BEGIN
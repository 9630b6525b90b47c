mod admin;
pub mod bootstrap;
pub mod runtime;
mod state;

pub use state::{ListenerGroup, ProxyState};

use crate::config::Config;
use crate::proxy;
use anyhow::Result;
use http_body_util::BodyExt;
use hyper::body::Incoming;
use hyper::service::service_fn;
use hyper::Request;
use hyper_util::rt::TokioIo;
use std::net::SocketAddr;
use std::sync::atomic::{AtomicI64, Ordering};
use std::sync::Arc;
use tokio::net::TcpListener;
use tokio::sync::Notify;
use tracing::{error, info};

/// Run the HTTP server for one listener group with graceful shutdown:
/// when `shutdown` is notified the accept loop stops and in-flight
/// connections get up to `DRAIN_TIMEOUT` to finish.
pub async fn run_listener_server(
    port: u16,
    state: Arc<ProxyState>,
    shutdown: Arc<Notify>,
) -> Result<()> {
    const DRAIN_TIMEOUT: std::time::Duration = std::time::Duration::from_secs(30);

    let addr = SocketAddr::from(([0, 0, 0, 0], port));
    let listener = TcpListener::bind(addr).await?;
    info!("server: listener serving, port={}", port);

    let active_conns = Arc::new(AtomicI64::new(0));

    loop {
        let accepted = tokio::select! {
            result = listener.accept() => result,
            _ = shutdown.notified() => {
                info!("server: listener stopping, port={}, draining...", port);
                break;
            }
        };

        let (stream, peer_addr) = match accepted {
            Ok(conn) => conn,
            Err(e) => {
                error!("server: accept failed, port={}, error={}", port, e);
                continue;
            }
        };

        active_conns.fetch_add(1, Ordering::Relaxed);
        let state = state.clone();
        let active_conns = active_conns.clone();

        tokio::spawn(async move {
            let io = TokioIo::new(stream);
            let state_inner = state.clone();
            let svc = service_fn(move |req: Request<Incoming>| {
                let state = state_inner.clone();
                async move { proxy::dispatch(req.map(|body| body.boxed()), state, peer_addr).await }
            });

            if let Err(e) = hyper::server::conn::http1::Builder::new()
                .keep_alive(true)
                .serve_connection(io, svc)
                .await
            {
                if !e.to_string().contains("connection closed") {
                    error!(
                        "server: connection error, peer={}, error={}",
                        peer_addr, e
                    );
                }
            }

            active_conns.fetch_sub(1, Ordering::Relaxed);
        });
    }

    drain(&active_conns, DRAIN_TIMEOUT, port).await;
    Ok(())
}

async fn drain(active_conns: &Arc<AtomicI64>, timeout: std::time::Duration, port: u16) {
    let active = active_conns.load(Ordering::Relaxed);
    if active == 0 {
        return;
    }

    info!(
        "server: waiting for {} active connections, port={}",
        active, port
    );
    let wait = async {
        while active_conns.load(Ordering::Relaxed) > 0 {
            tokio::time::sleep(std::time::Duration::from_millis(100)).await;
        }
    };
    match tokio::time::timeout(timeout, wait).await {
        Ok(_) => info!("server: all connections drained, port={}", port),
        Err(_) => info!(
            "server: drain timeout ({}s), {} connections still active, port={}",
            timeout.as_secs(),
            active_conns.load(Ordering::Relaxed),
            port
        ),
    }
}

/// Run the admin server on the global port.
pub async fn run_admin_server(port: u16, config: Arc<Config>) -> Result<()> {
    let addr = SocketAddr::from(([0, 0, 0, 0], port));
    let listener = TcpListener::bind(addr).await?;
    info!("server: admin serving, port={}", port);

    loop {
        let (stream, _) = listener.accept().await?;
        let config = config.clone();

        tokio::spawn(async move {
            let io = TokioIo::new(stream);
            let svc = service_fn(move |req: Request<Incoming>| {
                let config = config.clone();
                async move { admin::handle_admin(req, config) }
            });

            if let Err(e) = hyper::server::conn::http1::Builder::new()
                .keep_alive(true)
                .serve_connection(io, svc)
                .await
            {
                if !e.to_string().contains("connection closed") {
                    error!("server: admin connection error, error={}", e);
                }
            }
        });
    }
}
END
» **EXERCISE REQUIREMENTS**
From the records above, count how many lines hold the string "config", then give only that number.

» **ANSWER TO THIS TASK**
5